> Work request: Wherever the word "ImageHost" turns up in a line of the entries, copy that line.

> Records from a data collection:
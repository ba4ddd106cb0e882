//! Shared utilities for gateway integration tests.

#![allow(dead_code)]

use axum::{
    http::{header, StatusCode, Uri},
    Json, Router,
};
use axum_server::tls_rustls::RustlsConfig;
use serde_json::Value;
use std::net::SocketAddr;
use std::sync::atomic::{AtomicUsize, Ordering};
use std::sync::{Arc, Mutex};
use tokio::io::AsyncReadExt;
use tokio::net::TcpListener;
use tokio::sync::mpsc;

use verify_gateway::config::GatewayConfig;
use verify_gateway::http::HttpServer;
use verify_gateway::image::fetch;
use verify_gateway::lifecycle::Shutdown;

/// Host remote-fetch tests pin to a local socket.
pub const IMAGE_HOST: &str = "res.cloudinary.com";

const TEST_CERT: &[u8] = include_bytes!("../fixtures/tls/cert.pem");
const TEST_KEY: &[u8] = include_bytes!("../fixtures/tls/key.pem");

/// URL on the pinned image host. The port has to be explicit because a
/// pinned resolution only replaces the address, not the port.
pub fn image_url(host: SocketAddr, path: &str) -> String {
    format!("https://{}:{}{}", IMAGE_HOST, host.port(), path)
}

/// A fake verification engine that records every request it receives.
pub struct MockUpstream {
    pub addr: SocketAddr,
    received: Arc<Mutex<Vec<(String, Value)>>>,
}

impl MockUpstream {
    /// Requests seen so far as (path, JSON body).
    pub fn received(&self) -> Vec<(String, Value)> {
        self.received.lock().unwrap().clone()
    }
}

/// Start a mock engine answering every POST with a fixed status and body.
pub async fn start_mock_upstream(status: u16, body: &'static str) -> MockUpstream {
    let received = Arc::new(Mutex::new(Vec::new()));
    let log = received.clone();

    let app = Router::new().fallback(move |uri: Uri, Json(payload): Json<Value>| {
        let log = log.clone();
        async move {
            log.lock().unwrap().push((uri.path().to_string(), payload));
            (StatusCode::from_u16(status).unwrap(), body)
        }
    });

    let listener = TcpListener::bind("127.0.0.1:0").await.unwrap();
    let addr = listener.local_addr().unwrap();
    tokio::spawn(async move {
        let _ = axum::serve(listener, app).await;
    });

    MockUpstream { addr, received }
}

/// An HTTPS image host serving one fixed body for every path.
pub struct ImageHost {
    pub addr: SocketAddr,
    hits: Arc<AtomicUsize>,
}

impl ImageHost {
    pub fn url(&self, path: &str) -> String {
        image_url(self.addr, path)
    }

    /// Requests served so far.
    pub fn hits(&self) -> usize {
        self.hits.load(Ordering::SeqCst)
    }
}

/// Start an HTTPS image host using the self-signed `res.cloudinary.com` cert.
pub async fn start_image_host(body: &'static [u8]) -> ImageHost {
    let hits = Arc::new(AtomicUsize::new(0));
    let counter = hits.clone();
    let app = Router::new().fallback(move || {
        counter.fetch_add(1, Ordering::SeqCst);
        async move { ([(header::CONTENT_TYPE, "image/png")], body) }
    });

    let tls = RustlsConfig::from_pem(TEST_CERT.to_vec(), TEST_KEY.to_vec()).await.unwrap();
    let handle = axum_server::Handle::new();
    let server = axum_server::bind_rustls(SocketAddr::from(([127, 0, 0, 1], 0)), tls)
        .handle(handle.clone());
    tokio::spawn(server.serve(app.into_make_service()));
    let addr = handle.listening().await.unwrap();

    ImageHost { addr, hits }
}

/// A server that accepts connections and never answers.
pub struct StalledServer {
    pub addr: SocketAddr,
    accepted: Arc<AtomicUsize>,
    closed: mpsc::UnboundedReceiver<()>,
}

impl StalledServer {
    /// Connections accepted so far.
    pub fn accepted(&self) -> usize {
        self.accepted.load(Ordering::SeqCst)
    }

    /// Wait until a client has hung up on one of the held connections.
    pub async fn wait_closed(&mut self) -> Option<()> {
        self.closed.recv().await
    }
}

/// Start a server that holds every connection open and reports when the
/// client side goes away.
pub async fn start_stalled_server() -> StalledServer {
    let listener = TcpListener::bind("127.0.0.1:0").await.unwrap();
    let addr = listener.local_addr().unwrap();
    let accepted = Arc::new(AtomicUsize::new(0));
    let (closed_tx, closed) = mpsc::unbounded_channel();

    let counter = accepted.clone();
    tokio::spawn(async move {
        loop {
            match listener.accept().await {
                Ok((mut socket, _)) => {
                    counter.fetch_add(1, Ordering::SeqCst);
                    let closed_tx = closed_tx.clone();
                    tokio::spawn(async move {
                        let mut buf = [0u8; 4096];
                        loop {
                            match socket.read(&mut buf).await {
                                Ok(0) | Err(_) => break,
                                Ok(_) => continue,
                            }
                        }
                        let _ = closed_tx.send(());
                    });
                }
                Err(_) => break,
            }
        }
    });

    StalledServer { addr, accepted, closed }
}

/// Config pointing at `upstream` with short test timeouts.
pub fn gateway_config(upstream: SocketAddr) -> GatewayConfig {
    let mut config = GatewayConfig::default();
    config.upstream.base_url = format!("http://{}", upstream);
    config.upstream.timeout_ms = 2_000;
    config.remote.download_timeout_ms = 2_000;
    config
}

/// Remote-image client whose trusted host resolves to `target` and which
/// accepts the test certificate.
pub fn pinned_remote_client(target: SocketAddr) -> reqwest::Client {
    fetch::client_builder()
        .no_proxy()
        .danger_accept_invalid_certs(true)
        .resolve(IMAGE_HOST, target)
        .build()
        .unwrap()
}

/// Start the gateway on an ephemeral port.
pub async fn spawn_gateway(
    config: GatewayConfig,
    remote_client: reqwest::Client,
) -> (SocketAddr, Shutdown) {
    let listener = TcpListener::bind("127.0.0.1:0").await.unwrap();
    let addr = listener.local_addr().unwrap();
    let upstream_client = reqwest::Client::builder().no_proxy().build().unwrap();
    let server = HttpServer::with_clients(config, remote_client, upstream_client);

    let shutdown = Shutdown::new();
    let server_shutdown = shutdown.subscribe();
    tokio::spawn(async move {
        let _ = server.run(listener, server_shutdown).await;
    });

    (addr, shutdown)
}

/// Plain client for talking to the gateway.
pub fn client() -> reqwest::Client {
    reqwest::Client::builder().no_proxy().build().unwrap()
}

> Output of the task:
pub struct ImageHost {
impl ImageHost {
pub async fn start_image_host(body: &'static [u8]) -> ImageHost {
    ImageHost { addr, hits }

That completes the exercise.